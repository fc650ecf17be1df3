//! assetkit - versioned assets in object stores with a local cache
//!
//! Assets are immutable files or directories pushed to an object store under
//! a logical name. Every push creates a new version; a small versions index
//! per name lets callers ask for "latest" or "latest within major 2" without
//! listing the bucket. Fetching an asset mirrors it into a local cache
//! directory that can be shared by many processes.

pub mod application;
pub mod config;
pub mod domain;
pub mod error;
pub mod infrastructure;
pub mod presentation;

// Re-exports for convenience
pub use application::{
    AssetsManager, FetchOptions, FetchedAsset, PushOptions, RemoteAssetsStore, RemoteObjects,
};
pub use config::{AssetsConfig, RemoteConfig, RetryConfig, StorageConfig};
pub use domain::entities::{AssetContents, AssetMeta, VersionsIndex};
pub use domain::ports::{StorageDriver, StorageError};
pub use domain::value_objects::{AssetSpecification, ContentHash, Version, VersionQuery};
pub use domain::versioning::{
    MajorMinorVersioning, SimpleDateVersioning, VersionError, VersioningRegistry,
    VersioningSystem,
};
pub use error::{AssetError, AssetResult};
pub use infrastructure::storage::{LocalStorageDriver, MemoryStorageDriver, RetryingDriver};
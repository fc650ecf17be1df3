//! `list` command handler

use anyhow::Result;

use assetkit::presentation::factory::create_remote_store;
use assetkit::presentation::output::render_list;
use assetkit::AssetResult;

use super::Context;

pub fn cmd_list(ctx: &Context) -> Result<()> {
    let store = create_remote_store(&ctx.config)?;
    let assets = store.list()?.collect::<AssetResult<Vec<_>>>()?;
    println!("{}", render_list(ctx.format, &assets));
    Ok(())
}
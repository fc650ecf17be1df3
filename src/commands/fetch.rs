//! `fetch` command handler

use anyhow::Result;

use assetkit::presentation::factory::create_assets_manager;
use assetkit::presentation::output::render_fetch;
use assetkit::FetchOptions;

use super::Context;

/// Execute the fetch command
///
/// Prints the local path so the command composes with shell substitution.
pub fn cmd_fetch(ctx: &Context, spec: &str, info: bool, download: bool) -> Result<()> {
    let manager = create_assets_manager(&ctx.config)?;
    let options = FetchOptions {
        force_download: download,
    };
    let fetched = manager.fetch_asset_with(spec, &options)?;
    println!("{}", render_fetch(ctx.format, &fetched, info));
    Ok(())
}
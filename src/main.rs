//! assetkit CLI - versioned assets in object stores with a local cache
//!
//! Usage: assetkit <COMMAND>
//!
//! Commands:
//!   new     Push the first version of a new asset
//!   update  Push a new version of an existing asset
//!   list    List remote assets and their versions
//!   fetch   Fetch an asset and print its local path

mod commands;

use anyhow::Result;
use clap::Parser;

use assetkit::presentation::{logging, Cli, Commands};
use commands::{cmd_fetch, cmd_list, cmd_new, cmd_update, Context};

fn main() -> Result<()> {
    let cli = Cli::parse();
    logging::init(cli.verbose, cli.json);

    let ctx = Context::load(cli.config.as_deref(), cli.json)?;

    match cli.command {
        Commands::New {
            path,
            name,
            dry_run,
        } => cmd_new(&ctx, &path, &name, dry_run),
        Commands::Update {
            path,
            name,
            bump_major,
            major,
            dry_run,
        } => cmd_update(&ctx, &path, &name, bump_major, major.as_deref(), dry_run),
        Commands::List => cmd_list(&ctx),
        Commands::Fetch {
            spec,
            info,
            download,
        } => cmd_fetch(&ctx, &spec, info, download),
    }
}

────────

## Problem statement:
Up to and including the line with "small versions index", transcribe the entries above exactly, starting from their first line.

## Answer area:
repository fc650ecf17be1df3
//! assetkit - versioned assets in object stores with a local cache
//!
//! Assets are immutable files or directories pushed to an object store under
//! a logical name. Every push creates a new version; a small versions index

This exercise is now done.